Whatever my complaints about my Czech class, I do think a few more case endings have now stuck in my head. And I never had any complaints about my classmates! They have been a very congenial group. Several of us formed a habit of going out for beer and supper every Tuesday after class, and after our final class session, the whole class except for one rather shy person went.
We and the next class down (who joined us at the pub) were thoroughly international, representing Portugal, Spain, Austria, Hungary, Russia, Belarus, Turkey, and possibly elsewhere. I was the only American.

Clara, Esther, and me.

Ozgur and one of the Spanish students. Notice the food. This restaurant is very popular with students because its portions are gigantic. One entree will generally feed two or three people. They also have a lot of snack-type offerings which are a meal in themselves.

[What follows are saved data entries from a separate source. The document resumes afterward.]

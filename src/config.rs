use std::path::PathBuf;

use serde::{Deserialize, Serialize};

use crate::errors::{HarnessError, HarnessResult};

/// Harness-level settings: where screenshots land and where the
/// named-point map lives. Loaded from `tapsight.toml`; every field
/// has a default so an empty file (or `HarnessConfig::default()`)
/// works out of the box.
#[derive(Debug, Clone, Serialize, Deserialize)]
pub struct HarnessConfig {
    #[serde(default = "default_screenshot_dir")]
    pub screenshot_dir: PathBuf,
    #[serde(default = "default_point_map")]
    pub point_map: PathBuf,
}

impl Default for HarnessConfig {
    fn default() -> Self {
        Self {
            screenshot_dir: default_screenshot_dir(),
            point_map: default_point_map(),
        }
    }
}

fn default_screenshot_dir() -> PathBuf {
    PathBuf::from("reports/screenshots")
}

fn default_point_map() -> PathBuf {
    PathBuf::from("rel_position.json")
}

/// Desired capabilities for the remote automation session, read from
/// the environment (`.env` is loaded by `crate::init`). The variable
/// names match the ones test operators already export for the
/// Appium-based flows.
#[derive(Debug, Clone, Serialize, Deserialize)]
pub struct SessionConfig {
    pub server_url: String,
    pub platform_name: String,
    pub automation_name: String,
    pub device_name: String,
    pub udid: Option<String>,
    pub app_package: Option<String>,
    pub app_activity: Option<String>,
    pub no_reset: bool,
}

impl SessionConfig {
    pub fn from_env() -> Self {
        fn var(name: &str) -> Option<String> {
            std::env::var(name).ok().filter(|v| !v.is_empty())
        }

        Self {
            server_url: var("APPIUM_SERVER_URL")
                .unwrap_or_else(|| "http://localhost:4723".to_string()),
            platform_name: var("APPIUM_PLATFORM_NAME").unwrap_or_else(|| "Android".to_string()),
            automation_name: var("APPIUM_AUTOMATION_NAME")
                .unwrap_or_else(|| "UiAutomator2".to_string()),
            device_name: var("APPIUM_DEVICE_NAME").unwrap_or_else(|| "Test Device".to_string()),
            udid: var("APPIUM_UDID"),
            app_package: var("APPIUM_APP_PACKAGE"),
            app_activity: var("APPIUM_APP_ACTIVITY"),
            no_reset: var("APPIUM_NO_RESET")
                .map(|v| v.eq_ignore_ascii_case("true"))
                .unwrap_or(false),
        }
    }
}

fn resolve_config_path() -> HarnessResult<PathBuf> {
    if let Ok(exe) = std::env::current_exe() {
        if let Some(parent) = exe.parent() {
            let candidate = parent.join("tapsight.toml");
            if candidate.exists() {
                tracing::debug!(path = %candidate.display(), "config found next to executable");
                return Ok(candidate);
            }
        }
    }

    let cwd = std::env::current_dir()?;
    let candidate = cwd.join("tapsight.toml");
    if candidate.exists() {
        tracing::debug!(path = %candidate.display(), "config found in working directory");
        return Ok(candidate);
    }

    Err(HarnessError::Config(
        "tapsight.toml not found next to executable or in working directory".into(),
    ))
}

pub fn load_config() -> HarnessResult<HarnessConfig> {
    let path = resolve_config_path()?;
    let content = std::fs::read_to_string(&path)?;
    let config: HarnessConfig = toml::from_str(&content)?;
    tracing::info!(path = %path.display(), "config loaded");
    Ok(config)
}

/// Like `load_config` but falls back to defaults when no config file
/// exists; malformed files still surface as errors.
pub fn load_config_or_default() -> HarnessResult<HarnessConfig> {
    match load_config() {
        Ok(cfg) => Ok(cfg),
        Err(HarnessError::Config(_)) => Ok(HarnessConfig::default()),
        Err(e) => Err(e),
    }
}

#[cfg(test)]
mod tests {
    use super::*;

    #[test]
    fn empty_toml_gives_defaults() {
        let cfg: HarnessConfig = toml::from_str("").unwrap();
        assert_eq!(cfg.screenshot_dir, PathBuf::from("reports/screenshots"));
        assert_eq!(cfg.point_map, PathBuf::from("rel_position.json"));
    }

    // One test for both cases: env vars are process-global and the
    // test harness runs in parallel.
    #[test]
    fn session_config_env_contract() {
        const VARS: [&str; 8] = [
            "APPIUM_SERVER_URL",
            "APPIUM_PLATFORM_NAME",
            "APPIUM_AUTOMATION_NAME",
            "APPIUM_DEVICE_NAME",
            "APPIUM_UDID",
            "APPIUM_APP_PACKAGE",
            "APPIUM_APP_ACTIVITY",
            "APPIUM_NO_RESET",
        ];
        for name in VARS {
            std::env::remove_var(name);
        }

        let cfg = SessionConfig::from_env();
        assert_eq!(cfg.server_url, "http://localhost:4723");
        assert_eq!(cfg.platform_name, "Android");
        assert_eq!(cfg.automation_name, "UiAutomator2");
        assert_eq!(cfg.device_name, "Test Device");
        assert_eq!(cfg.udid, None);
        assert_eq!(cfg.app_package, None);
        assert_eq!(cfg.app_activity, None);
        assert!(!cfg.no_reset);

        std::env::set_var("APPIUM_SERVER_URL", "http://10.0.0.5:4723");
        std::env::set_var("APPIUM_DEVICE_NAME", "Pixel 7");
        std::env::set_var("APPIUM_UDID", "emulator-5554");
        std::env::set_var("APPIUM_APP_PACKAGE", "com.example.app");
        std::env::set_var("APPIUM_NO_RESET", "TRUE");
        // Empty values read as unset.
        std::env::set_var("APPIUM_APP_ACTIVITY", "");

        let cfg = SessionConfig::from_env();
        assert_eq!(cfg.server_url, "http://10.0.0.5:4723");
        assert_eq!(cfg.device_name, "Pixel 7");
        assert_eq!(cfg.udid.as_deref(), Some("emulator-5554"));
        assert_eq!(cfg.app_package.as_deref(), Some("com.example.app"));
        assert_eq!(cfg.app_activity, None);
        assert!(cfg.no_reset);

        for name in VARS {
            std::env::remove_var(name);
        }
    }

    #[test]
    fn explicit_fields_override_defaults() {
        let cfg: HarnessConfig =
            toml::from_str("screenshot_dir = \"out/shots\"\npoint_map = \"anchors.json\"\n")
                .unwrap();
        assert_eq!(cfg.screenshot_dir, PathBuf::from("out/shots"));
        assert_eq!(cfg.point_map, PathBuf::from("anchors.json"));
    }
}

Our Portuguese dentist, Spanish student, and Ozgur.

Irina, Zana, Henrique, and Ozgur.

The whole gang.

Esther, Rita, and Clara. These three, who knew each other from a previous course, brought all the rest of us together.
I find that (in an international situation, at least) the classmates are the most important element of a language class. Some teachers are better than others, or more congenial, but the tone of the class depends most on the group's interpersonal dynamics. A group that enjoys conversing together and practicing outside of class makes all the difference.